[Materials provided Boundary: Start]

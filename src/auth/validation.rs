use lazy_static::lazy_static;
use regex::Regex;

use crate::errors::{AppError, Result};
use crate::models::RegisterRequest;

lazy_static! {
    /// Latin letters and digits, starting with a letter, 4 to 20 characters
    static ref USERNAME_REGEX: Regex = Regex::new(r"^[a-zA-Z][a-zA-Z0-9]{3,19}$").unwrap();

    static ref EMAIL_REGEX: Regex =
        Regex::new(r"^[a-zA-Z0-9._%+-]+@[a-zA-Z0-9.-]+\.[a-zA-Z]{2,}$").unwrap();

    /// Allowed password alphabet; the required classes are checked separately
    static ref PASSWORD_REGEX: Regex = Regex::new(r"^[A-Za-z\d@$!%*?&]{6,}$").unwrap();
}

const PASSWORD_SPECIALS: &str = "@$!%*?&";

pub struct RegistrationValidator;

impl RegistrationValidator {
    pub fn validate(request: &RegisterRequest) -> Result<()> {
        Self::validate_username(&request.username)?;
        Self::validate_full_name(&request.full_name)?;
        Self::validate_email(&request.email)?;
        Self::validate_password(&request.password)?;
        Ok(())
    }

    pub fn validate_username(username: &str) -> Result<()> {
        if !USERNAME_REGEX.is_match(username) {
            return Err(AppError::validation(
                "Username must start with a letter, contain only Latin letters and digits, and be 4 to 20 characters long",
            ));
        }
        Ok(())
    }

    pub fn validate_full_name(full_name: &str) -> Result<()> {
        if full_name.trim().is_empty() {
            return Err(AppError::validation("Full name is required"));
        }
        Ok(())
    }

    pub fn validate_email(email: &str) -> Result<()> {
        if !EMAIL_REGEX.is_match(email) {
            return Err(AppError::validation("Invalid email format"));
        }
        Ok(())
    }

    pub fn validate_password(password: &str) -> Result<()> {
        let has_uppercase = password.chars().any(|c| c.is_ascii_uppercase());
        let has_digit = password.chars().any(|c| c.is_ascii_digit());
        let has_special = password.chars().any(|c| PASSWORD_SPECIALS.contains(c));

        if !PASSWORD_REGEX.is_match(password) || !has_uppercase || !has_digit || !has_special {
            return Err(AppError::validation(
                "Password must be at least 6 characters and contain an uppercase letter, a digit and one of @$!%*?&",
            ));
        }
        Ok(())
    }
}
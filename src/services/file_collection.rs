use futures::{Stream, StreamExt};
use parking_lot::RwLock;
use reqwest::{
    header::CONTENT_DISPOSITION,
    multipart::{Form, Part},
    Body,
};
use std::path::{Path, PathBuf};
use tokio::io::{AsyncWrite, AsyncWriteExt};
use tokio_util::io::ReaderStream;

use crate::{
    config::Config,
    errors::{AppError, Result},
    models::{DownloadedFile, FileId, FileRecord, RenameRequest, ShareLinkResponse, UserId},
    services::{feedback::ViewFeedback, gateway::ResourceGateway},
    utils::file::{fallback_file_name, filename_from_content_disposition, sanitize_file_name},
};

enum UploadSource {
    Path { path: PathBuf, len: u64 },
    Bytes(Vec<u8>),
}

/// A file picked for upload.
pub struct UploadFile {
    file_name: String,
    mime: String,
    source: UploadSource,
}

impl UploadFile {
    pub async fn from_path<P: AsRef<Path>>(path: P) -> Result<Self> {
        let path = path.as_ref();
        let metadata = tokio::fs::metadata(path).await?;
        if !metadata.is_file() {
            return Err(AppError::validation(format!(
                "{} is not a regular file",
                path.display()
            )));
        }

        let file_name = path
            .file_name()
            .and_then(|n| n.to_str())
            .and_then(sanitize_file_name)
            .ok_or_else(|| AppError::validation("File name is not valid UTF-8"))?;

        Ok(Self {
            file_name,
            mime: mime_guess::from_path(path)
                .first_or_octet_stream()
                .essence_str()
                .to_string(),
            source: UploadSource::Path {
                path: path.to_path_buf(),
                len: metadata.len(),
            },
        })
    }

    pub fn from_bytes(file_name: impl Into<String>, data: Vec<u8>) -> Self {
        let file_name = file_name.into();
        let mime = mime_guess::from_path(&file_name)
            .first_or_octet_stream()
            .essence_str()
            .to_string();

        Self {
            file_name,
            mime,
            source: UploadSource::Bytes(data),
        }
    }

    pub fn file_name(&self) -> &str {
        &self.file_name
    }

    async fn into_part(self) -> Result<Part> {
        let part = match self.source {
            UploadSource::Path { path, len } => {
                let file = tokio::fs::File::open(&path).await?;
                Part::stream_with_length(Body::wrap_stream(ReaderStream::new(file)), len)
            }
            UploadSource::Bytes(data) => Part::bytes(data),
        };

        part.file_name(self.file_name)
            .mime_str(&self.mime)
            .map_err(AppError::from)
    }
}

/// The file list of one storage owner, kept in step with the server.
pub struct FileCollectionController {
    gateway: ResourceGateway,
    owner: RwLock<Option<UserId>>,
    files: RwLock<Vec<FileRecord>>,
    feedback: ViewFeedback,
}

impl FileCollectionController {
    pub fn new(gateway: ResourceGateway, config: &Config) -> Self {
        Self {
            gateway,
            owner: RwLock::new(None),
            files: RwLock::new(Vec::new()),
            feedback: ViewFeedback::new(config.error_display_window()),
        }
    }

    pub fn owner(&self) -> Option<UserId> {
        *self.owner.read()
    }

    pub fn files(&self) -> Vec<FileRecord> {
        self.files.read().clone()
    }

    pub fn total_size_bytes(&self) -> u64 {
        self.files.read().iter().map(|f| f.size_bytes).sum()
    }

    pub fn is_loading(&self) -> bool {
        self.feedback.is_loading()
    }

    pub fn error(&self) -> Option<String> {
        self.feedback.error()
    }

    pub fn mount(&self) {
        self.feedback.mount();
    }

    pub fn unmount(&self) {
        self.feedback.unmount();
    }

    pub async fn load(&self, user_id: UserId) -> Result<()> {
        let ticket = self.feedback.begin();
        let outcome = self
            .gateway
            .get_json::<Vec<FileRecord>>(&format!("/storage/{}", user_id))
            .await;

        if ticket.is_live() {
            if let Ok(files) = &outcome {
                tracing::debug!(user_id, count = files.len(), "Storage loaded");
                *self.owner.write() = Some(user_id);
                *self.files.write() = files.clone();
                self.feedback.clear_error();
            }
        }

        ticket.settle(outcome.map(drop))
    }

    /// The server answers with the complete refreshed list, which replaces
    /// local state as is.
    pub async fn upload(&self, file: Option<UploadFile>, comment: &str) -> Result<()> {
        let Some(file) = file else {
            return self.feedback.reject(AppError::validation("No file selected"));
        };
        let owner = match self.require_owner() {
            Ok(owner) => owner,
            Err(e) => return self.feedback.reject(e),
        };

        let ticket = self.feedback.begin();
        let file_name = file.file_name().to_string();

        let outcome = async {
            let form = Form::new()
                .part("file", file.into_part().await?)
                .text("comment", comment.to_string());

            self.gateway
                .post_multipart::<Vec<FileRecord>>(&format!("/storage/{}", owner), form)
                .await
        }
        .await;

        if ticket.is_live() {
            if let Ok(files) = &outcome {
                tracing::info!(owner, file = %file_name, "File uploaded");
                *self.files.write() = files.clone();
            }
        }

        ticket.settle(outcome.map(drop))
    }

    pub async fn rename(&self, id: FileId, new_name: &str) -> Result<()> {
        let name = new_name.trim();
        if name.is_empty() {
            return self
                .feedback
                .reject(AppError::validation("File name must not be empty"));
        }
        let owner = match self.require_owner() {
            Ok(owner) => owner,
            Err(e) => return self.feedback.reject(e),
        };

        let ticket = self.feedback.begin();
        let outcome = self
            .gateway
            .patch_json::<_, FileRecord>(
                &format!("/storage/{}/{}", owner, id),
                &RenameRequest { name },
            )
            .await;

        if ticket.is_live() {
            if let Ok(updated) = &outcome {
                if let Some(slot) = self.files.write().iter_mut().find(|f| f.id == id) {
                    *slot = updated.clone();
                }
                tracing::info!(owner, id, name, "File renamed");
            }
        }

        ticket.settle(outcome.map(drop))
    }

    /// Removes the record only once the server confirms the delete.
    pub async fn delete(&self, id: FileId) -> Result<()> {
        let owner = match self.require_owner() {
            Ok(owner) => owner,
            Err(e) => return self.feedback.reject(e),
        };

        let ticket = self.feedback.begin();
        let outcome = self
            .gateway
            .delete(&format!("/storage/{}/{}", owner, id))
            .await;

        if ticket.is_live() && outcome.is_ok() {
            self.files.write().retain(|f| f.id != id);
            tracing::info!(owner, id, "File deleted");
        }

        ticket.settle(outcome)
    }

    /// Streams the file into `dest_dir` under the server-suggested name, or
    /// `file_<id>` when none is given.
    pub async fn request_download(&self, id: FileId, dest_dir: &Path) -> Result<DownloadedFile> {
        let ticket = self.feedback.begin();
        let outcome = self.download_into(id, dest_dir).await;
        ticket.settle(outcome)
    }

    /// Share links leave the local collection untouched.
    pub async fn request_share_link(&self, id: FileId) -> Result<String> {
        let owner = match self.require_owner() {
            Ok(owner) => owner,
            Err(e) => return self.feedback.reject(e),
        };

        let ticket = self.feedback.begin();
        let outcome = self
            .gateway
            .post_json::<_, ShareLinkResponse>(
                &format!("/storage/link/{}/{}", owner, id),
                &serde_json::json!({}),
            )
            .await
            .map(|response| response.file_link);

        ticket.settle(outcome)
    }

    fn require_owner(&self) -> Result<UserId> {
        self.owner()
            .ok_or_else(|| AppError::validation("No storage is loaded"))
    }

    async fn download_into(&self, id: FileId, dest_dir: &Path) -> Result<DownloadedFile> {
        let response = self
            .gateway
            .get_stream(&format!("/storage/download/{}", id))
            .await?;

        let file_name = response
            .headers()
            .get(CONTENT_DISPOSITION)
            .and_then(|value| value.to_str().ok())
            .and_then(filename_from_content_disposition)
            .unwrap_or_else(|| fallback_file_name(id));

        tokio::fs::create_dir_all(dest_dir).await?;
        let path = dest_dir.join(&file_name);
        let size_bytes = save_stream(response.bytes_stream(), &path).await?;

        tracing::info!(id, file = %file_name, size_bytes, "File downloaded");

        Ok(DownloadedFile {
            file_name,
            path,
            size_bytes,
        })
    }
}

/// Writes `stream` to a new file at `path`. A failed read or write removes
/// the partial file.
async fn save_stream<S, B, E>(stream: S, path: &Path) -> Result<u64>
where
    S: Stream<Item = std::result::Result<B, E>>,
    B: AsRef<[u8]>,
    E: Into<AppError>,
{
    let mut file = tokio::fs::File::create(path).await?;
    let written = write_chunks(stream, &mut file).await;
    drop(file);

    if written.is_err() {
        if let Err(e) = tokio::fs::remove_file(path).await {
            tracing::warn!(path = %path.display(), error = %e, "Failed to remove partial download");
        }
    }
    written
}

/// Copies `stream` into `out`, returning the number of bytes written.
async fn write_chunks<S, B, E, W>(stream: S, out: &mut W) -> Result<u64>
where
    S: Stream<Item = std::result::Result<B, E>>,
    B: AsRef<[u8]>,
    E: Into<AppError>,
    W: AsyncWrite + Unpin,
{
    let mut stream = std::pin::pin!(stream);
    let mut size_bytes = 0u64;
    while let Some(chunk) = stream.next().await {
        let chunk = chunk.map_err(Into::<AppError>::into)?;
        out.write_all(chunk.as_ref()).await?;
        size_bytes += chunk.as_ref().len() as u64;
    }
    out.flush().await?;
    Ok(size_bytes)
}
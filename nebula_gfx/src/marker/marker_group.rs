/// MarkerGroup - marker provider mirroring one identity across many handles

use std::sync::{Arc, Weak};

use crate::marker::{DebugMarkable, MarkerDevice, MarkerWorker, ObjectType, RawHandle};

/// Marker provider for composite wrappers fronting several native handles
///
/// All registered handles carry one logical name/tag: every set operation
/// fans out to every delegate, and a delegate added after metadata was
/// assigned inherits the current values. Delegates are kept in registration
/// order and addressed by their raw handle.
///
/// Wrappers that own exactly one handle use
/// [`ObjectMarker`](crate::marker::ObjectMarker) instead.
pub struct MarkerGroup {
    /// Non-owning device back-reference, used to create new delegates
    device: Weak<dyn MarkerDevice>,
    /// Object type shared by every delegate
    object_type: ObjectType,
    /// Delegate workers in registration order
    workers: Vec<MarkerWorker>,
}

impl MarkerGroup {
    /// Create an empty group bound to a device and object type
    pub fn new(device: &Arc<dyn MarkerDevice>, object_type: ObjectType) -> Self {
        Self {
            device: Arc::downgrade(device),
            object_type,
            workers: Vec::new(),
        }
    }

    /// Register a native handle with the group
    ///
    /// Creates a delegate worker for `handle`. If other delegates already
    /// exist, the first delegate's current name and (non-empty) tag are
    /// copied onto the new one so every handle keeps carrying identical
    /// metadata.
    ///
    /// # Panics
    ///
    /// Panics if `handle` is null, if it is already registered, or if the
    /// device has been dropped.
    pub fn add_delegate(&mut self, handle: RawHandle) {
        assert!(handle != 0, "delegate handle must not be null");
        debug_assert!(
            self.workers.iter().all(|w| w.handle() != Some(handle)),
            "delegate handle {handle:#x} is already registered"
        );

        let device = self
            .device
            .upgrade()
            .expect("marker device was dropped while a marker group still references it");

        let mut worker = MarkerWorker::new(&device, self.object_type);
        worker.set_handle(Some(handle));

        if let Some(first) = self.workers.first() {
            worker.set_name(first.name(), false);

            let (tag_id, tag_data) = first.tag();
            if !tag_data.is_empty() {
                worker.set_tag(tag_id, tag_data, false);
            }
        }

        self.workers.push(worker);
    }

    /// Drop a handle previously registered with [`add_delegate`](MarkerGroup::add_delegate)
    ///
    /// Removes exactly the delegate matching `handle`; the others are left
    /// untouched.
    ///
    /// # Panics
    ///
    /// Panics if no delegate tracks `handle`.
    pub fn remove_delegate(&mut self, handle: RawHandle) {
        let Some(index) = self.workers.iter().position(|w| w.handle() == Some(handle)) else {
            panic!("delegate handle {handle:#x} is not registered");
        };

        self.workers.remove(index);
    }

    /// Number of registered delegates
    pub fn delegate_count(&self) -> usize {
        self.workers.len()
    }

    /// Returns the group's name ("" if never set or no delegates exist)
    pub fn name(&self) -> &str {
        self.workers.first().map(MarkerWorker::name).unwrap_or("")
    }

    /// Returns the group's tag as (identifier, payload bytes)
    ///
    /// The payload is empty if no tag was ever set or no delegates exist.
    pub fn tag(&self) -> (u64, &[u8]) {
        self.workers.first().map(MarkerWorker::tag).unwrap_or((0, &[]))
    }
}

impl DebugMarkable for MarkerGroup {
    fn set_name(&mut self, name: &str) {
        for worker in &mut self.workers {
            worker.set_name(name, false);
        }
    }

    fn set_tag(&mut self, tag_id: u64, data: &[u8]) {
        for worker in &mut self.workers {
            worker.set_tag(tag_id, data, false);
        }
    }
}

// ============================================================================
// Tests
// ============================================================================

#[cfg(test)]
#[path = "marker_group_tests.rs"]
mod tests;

[Materials provided Boundary: End]

• _Task to complete_
Search the lines above for the string "RegisterRequest", then show every one that has it.

• _Response for this exercise_
use crate::models::RegisterRequest;
    pub fn validate(request: &RegisterRequest) -> Result<()> {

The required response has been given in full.